For a long time the story of Vladimir’s “testing of faith” was regarded as a fabrication, a kind of “fairy tale.” That is not the case. Rus’ was indeed surrounded by countries and peoples adhering to different confessions, and adherents of those confessions tried to attract the Kiev prince to their faith. The chronicle tradition is corroborated by foreign sources that record such embassies to Vladimir. (For example, there is evidence of an embassy of “King Buladmir” (Vladimir) to Khwarezm to discuss the possibility of the Rus adopting Islam.) Vladimir truly contemplated seriously the merits of various religions. But the fact that he ultimately chose Christianity—specifically its Eastern, Orthodox form—was certainly not accidental.
By the time of Vladimir’s reign, Rus’ had long known Christianity well. The nearest neighbors and kin of the Eastern Slavs—Poles, Czechs, Bulgarians—were already Christians. The crucial point was that, as with other Slavic peoples, the Russians had, a hundred years before Vladimir, gained the ability to encounter the Word of God in their native tongue. The Slavic liturgy, the sacred and liturgical books translated into Slavonic by the saints Cyril and Methodius—the pioneers of the Slavs—and their disciples, made it possible for Christianity to take root in Rus’, eventually becoming truly native to the people.

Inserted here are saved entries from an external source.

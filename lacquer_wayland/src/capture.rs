// Copyright 2026 the Lacquer Authors
// SPDX-License-Identifier: Apache-2.0 OR MIT

//! One-shot output capture via wlr-screencopy.
//!
//! The calling thread blocks, servicing the connection, first until the
//! compositor advertises the buffer it wants and again until the copy into
//! that buffer completes or fails.

use lacquer_core::buffer::{BufferLayout, PixelFormat};
use lacquer_core::capture::{CaptureMachine, CaptureState};
use lacquer_core::error::{Error, ErrorKind};
use lacquer_core::id::OutputId;
use wayland_client::{Connection, Dispatch, EventQueue, Proxy, QueueHandle, WEnum};
use wayland_protocols_wlr::screencopy::v1::client::zwlr_screencopy_frame_v1::{
    self, ZwlrScreencopyFrameV1,
};

use crate::context::State;
use crate::shm::SharedBuffer;

/// Progress of the capture in flight.
#[derive(Debug, Default)]
pub(crate) struct CaptureSession {
    machine: CaptureMachine,
    layout: Option<BufferLayout>,
    y_invert: bool,
}

/// Captures `output` into a freshly allocated shared buffer.
pub(crate) fn capture_output(
    queue: &mut EventQueue<State>,
    state: &mut State,
    output: OutputId,
) -> Result<SharedBuffer, Error> {
    let manager = state
        .globals
        .screencopy
        .clone()
        .ok_or(ErrorKind::NO_SCREENCOPY)?;
    let wl_output = state
        .outputs
        .get(output)
        .ok_or(ErrorKind::INVALID_HANDLE)?
        .wl
        .clone();

    let qh = queue.handle();
    state.capture = Some(CaptureSession::default());
    let frame = manager.capture_output(0, &wl_output, &qh, ());
    let result = run(queue, state, &frame);
    frame.destroy();
    state.capture = None;

    match &result {
        Ok(buffer) => tracing::debug!(?output, layout = ?buffer.layout(), "output captured"),
        Err(err) => tracing::warn!(?output, %err, "output capture failed"),
    }
    result
}

fn run(
    queue: &mut EventQueue<State>,
    state: &mut State,
    frame: &ZwlrScreencopyFrameV1,
) -> Result<SharedBuffer, Error> {
    if wait(queue, state)? != CaptureState::Ready {
        return Err(ErrorKind::CAPTURE_FAILED.into());
    }
    let layout = state
        .capture
        .as_ref()
        .and_then(|session| session.layout)
        .ok_or(ErrorKind::CAPTURE_INIT)?;
    let mut buffer = SharedBuffer::new(&state.globals.shm, &queue.handle(), layout)
        .map_err(|err| err.with(ErrorKind::CAPTURE_INIT))?;

    let requested = state
        .capture
        .as_mut()
        .is_some_and(|session| session.machine.copy_requested());
    if !requested {
        return Err(ErrorKind::CAPTURE_INIT.into());
    }
    frame.copy(buffer.wl_buffer());

    // A failed copy drops the buffer on return.
    if wait(queue, state)? != CaptureState::Done {
        return Err(ErrorKind::CAPTURE_FAILED.into());
    }
    if state.capture.as_ref().is_some_and(|session| session.y_invert) {
        flip_rows(buffer.data_mut(), layout.stride() as usize);
    }
    Ok(buffer)
}

/// Blocks until the machine leaves `Pending`.
fn wait(queue: &mut EventQueue<State>, state: &mut State) -> Result<CaptureState, Error> {
    loop {
        let Some(session) = &state.capture else {
            return Err(ErrorKind::CAPTURE_FAILED.into());
        };
        if !session.machine.is_pending() {
            return Ok(session.machine.state());
        }
        queue.blocking_dispatch(state).map_err(|err| {
            tracing::error!(%err, "dispatch failed during capture");
            Error::from(ErrorKind::CONNECTION)
        })?;
    }
}

/// Reverses the row order of a bottom-up image.
fn flip_rows(data: &mut [u8], stride: usize) {
    if stride == 0 {
        return;
    }
    let rows = data.len() / stride;
    for top in 0..rows / 2 {
        let bottom = rows - 1 - top;
        let (head, tail) = data.split_at_mut(bottom * stride);
        head[top * stride..(top + 1) * stride].swap_with_slice(&mut tail[..stride]);
    }
}

impl Dispatch<ZwlrScreencopyFrameV1, ()> for State {
    fn event(
        state: &mut Self,
        proxy: &ZwlrScreencopyFrameV1,
        event: zwlr_screencopy_frame_v1::Event,
        _data: &(),
        _conn: &Connection,
        _qh: &QueueHandle<Self>,
    ) {
        let Some(session) = state.capture.as_mut() else {
            return;
        };
        match event {
            zwlr_screencopy_frame_v1::Event::Buffer {
                format,
                width,
                height,
                ..
            } => {
                let code = match format {
                    WEnum::Value(format) => u32::from(format),
                    WEnum::Unknown(code) => code,
                };
                session.layout = Some(BufferLayout::new(width, height, PixelFormat::from_code(code)));
                // Version 3 announces the end of the list with buffer_done.
                if proxy.version() < 3 {
                    session.machine.buffer_advertised();
                }
            }
            zwlr_screencopy_frame_v1::Event::BufferDone => session.machine.buffer_advertised(),
            zwlr_screencopy_frame_v1::Event::Flags { flags } => {
                session.y_invert = matches!(
                    flags,
                    WEnum::Value(f) if f.contains(zwlr_screencopy_frame_v1::Flags::YInvert)
                );
            }
            zwlr_screencopy_frame_v1::Event::Ready { .. } => session.machine.copied(),
            zwlr_screencopy_frame_v1::Event::Failed => session.machine.failed(),
            _ => {}
        }
    }
}

#[cfg(test)]
mod tests {
    use super::flip_rows;

    #[test]
    fn flipping_reverses_rows_and_keeps_them_intact() {
        let mut data = [1, 1, 2, 2, 3, 3];
        flip_rows(&mut data, 2);
        assert_eq!(data, [3, 3, 2, 2, 1, 1]);

        let mut even = [1, 2, 3, 4];
        flip_rows(&mut even, 2);
        assert_eq!(even, [3, 4, 1, 2]);
    }

    #[test]
    fn single_row_is_unchanged() {
        let mut data = [9, 8, 7, 6];
        flip_rows(&mut data, 4);
        assert_eq!(data, [9, 8, 7, 6]);
    }
}
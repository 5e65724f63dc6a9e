// Copyright 2026 the Lacquer Authors
// SPDX-License-Identifier: Apache-2.0 OR MIT

//! Double-buffered event queue.
//!
//! Protocol callbacks are the only producers and the run loop is the only
//! consumer. The consumer takes the whole front buffer with
//! [`EventQueue::begin_drain`], so callbacks triggered while events are
//! being handled land in a fresh buffer and are picked up on the next
//! iteration. The queue must be fully drained before the next protocol
//! poll; [`EventQueue::finish_drain`] returns the spent allocation for
//! reuse.

use alloc::vec::Vec;

/// Two-vector FIFO with amortized growth.
#[derive(Debug, Clone)]
pub struct EventQueue<T> {
    pending: Vec<T>,
    spare: Vec<T>,
    draining: bool,
}

impl<T> Default for EventQueue<T> {
    fn default() -> Self {
        Self::new()
    }
}

impl<T> EventQueue<T> {
    /// Creates an empty queue.
    #[must_use]
    pub const fn new() -> Self {
        Self {
            pending: Vec::new(),
            spare: Vec::new(),
            draining: false,
        }
    }

    /// Appends an event.
    pub fn push(&mut self, item: T) {
        self.pending.push(item);
    }

    /// Number of events waiting.
    #[must_use]
    pub fn len(&self) -> usize {
        self.pending.len()
    }

    /// Whether no events are waiting.
    #[must_use]
    pub fn is_empty(&self) -> bool {
        self.pending.is_empty()
    }

    /// Whether a drained batch has not been returned yet.
    #[must_use]
    pub const fn is_draining(&self) -> bool {
        self.draining
    }

    /// Takes every waiting event in arrival order.
    pub fn begin_drain(&mut self) -> Vec<T> {
        debug_assert!(!self.draining, "previous batch was not returned");
        self.draining = true;
        let fresh = core::mem::take(&mut self.spare);
        core::mem::replace(&mut self.pending, fresh)
    }

    /// Returns a drained batch so its allocation can be reused.
    pub fn finish_drain(&mut self, mut batch: Vec<T>) {
        batch.clear();
        if batch.capacity() > self.spare.capacity() {
            self.spare = batch;
        }
        self.draining = false;
    }
}

#[cfg(test)]
mod tests {
    use super::EventQueue;

    #[test]
    fn drain_preserves_arrival_order() {
        let mut queue = EventQueue::new();
        queue.push(1_u32);
        queue.push(2_u32);
        queue.push(3_u32);

        let batch = queue.begin_drain();
        assert_eq!(batch, [1, 2, 3]);
        assert!(queue.is_empty());
        queue.finish_drain(batch);
        assert!(!queue.is_draining());
    }

    #[test]
    fn pushes_during_drain_go_to_next_batch() {
        let mut queue = EventQueue::new();
        queue.push(1_u32);

        let batch = queue.begin_drain();
        queue.push(2_u32);
        assert_eq!(batch, [1]);
        queue.finish_drain(batch);

        assert_eq!(queue.len(), 1);
        let batch = queue.begin_drain();
        assert_eq!(batch, [2]);
        queue.finish_drain(batch);
    }

    #[test]
    fn returned_allocation_is_reused() {
        let mut queue = EventQueue::new();
        for i in 0..64_u32 {
            queue.push(i);
        }
        let batch = queue.begin_drain();
        let capacity = batch.capacity();
        queue.finish_drain(batch);
        assert_eq!(queue.spare.capacity(), capacity);

        queue.push(0);
        let batch = queue.begin_drain();
        assert_eq!(queue.pending.capacity(), capacity);
        queue.finish_drain(batch);
    }
}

Chronicle Accounts of Vladimir’s Baptism

We do not know enough about the very baptism of Prince Vladimir – undoubtedly the pivotal event of his life – because the testimonies of the sources are highly contradictory. The chronicles report that Vladimir was baptized around 988 and link it to the capture by Russian troops of Korsun (Chersonesus), a Byzantine city in Crimea. According to the chronicle, Vladimir besieged the city for a long time but could not take it until one of its defenders, a certain Anastasius (later a close associate of Vladimir and the rector of the Kiev Ten‑Thousand Church), came to his aid and suggested digging up the water‑conduits that supplied the besieged city. Upon receiving this news, the prince swore an oath: he would be baptized if the city were taken. Korsun indeed fell, but Vladimir did not yet hurry to be baptized. He sent envoys to Constantinople, to the Byzantine emperors Basil and Constantine, demanding that they give him in marriage their porphyry‑born princess Anna. The emperors agreed, but on the strict condition that Vladimir first accept Christianity.
“Tell the kings this,” Vladimir addressed the emissaries of the emperors, “I will be baptized, for I have first tested your law, and I love your faith and the worship that the men we sent to you described to me.”
Princess Anna, accompanied by her retinue and priests, arrived in Korsun, where the inhabitants gave her a solemn welcome. Suddenly Vladimir was struck by a severe illness: “by Divine providence at that time Vladimir’s eyes became inflamed, so that he saw nothing, was greatly distressed, and did not know what to do.” Anna sent a messenger with these words: “If you wish to be rid of this disease, be baptized at once; otherwise you will not recover.” The prince ordered the bishop of Korsun and the priests who had come with the princess to baptize him. “And when the bishop laid his hand upon him, Vladimir instantly regained his sight.”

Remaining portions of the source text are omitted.